Records excerpted from a collection
---------------

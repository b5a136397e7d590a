// Record versions
pub const GLOBAL_VERSION: u8 = 1;
pub const STACK_INFO_VERSION: u8 = 1;
pub const POOL_VERSION: u8 = 1;

// PDA seeds
pub const GLOBAL_SEED: &[u8] = b"global";
pub const STACK_INFO_SEED: &[u8] = b"stack_info";
pub const STACK_MINT_AUTH_SEED: &[u8] = b"stack_mint_auth";
pub const POOL_SEED: &[u8] = b"pool";
pub const VAULT_AUTHORITY_SEED: &[u8] = b"vault_authority";
pub const LP_MINT_SEED: &[u8] = b"lp_mint";
pub const STACK_VAULT_SEED: &[u8] = b"stack_vault";
pub const QUOTE_VAULT_SEED: &[u8] = b"quote_vault";
pub const PROTOCOL_FEE_VAULT_SEED: &[u8] = b"protocol_fee_vault";
pub const CREATOR_FEE_VAULT_SEED: &[u8] = b"creator_fee_vault";
pub const GOVERNANCE_APPROVAL_SEED: &[u8] = b"governance_approval";

/// 10_000 bps = 100%
pub const BPS_DENOM: u16 = 10_000;

pub const LP_DECIMALS: u8 = 9;

/// Upper bound for `decimal_normalize_to`. A u64 amount scaled by 10^18 still fits in a u128.
pub const MAX_NORMALIZE_DECIMALS: u8 = 18;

---------------

- What you have to do:
Using the entries shown above, reproduce verbatim the lines from the line bearing "pub const LP_MINT_SEED: &[u8]" to the line bearing "pub const BPS_DENOM: u16 = 10_000;", inclusive.

- Task output:
pub const LP_MINT_SEED: &[u8] = b"lp_mint";
pub const STACK_VAULT_SEED: &[u8] = b"stack_vault";
pub const QUOTE_VAULT_SEED: &[u8] = b"quote_vault";
pub const PROTOCOL_FEE_VAULT_SEED: &[u8] = b"protocol_fee_vault";
pub const CREATOR_FEE_VAULT_SEED: &[u8] = b"creator_fee_vault";
pub const GOVERNANCE_APPROVAL_SEED: &[u8] = b"governance_approval";

/// 10_000 bps = 100%
pub const BPS_DENOM: u16 = 10_000;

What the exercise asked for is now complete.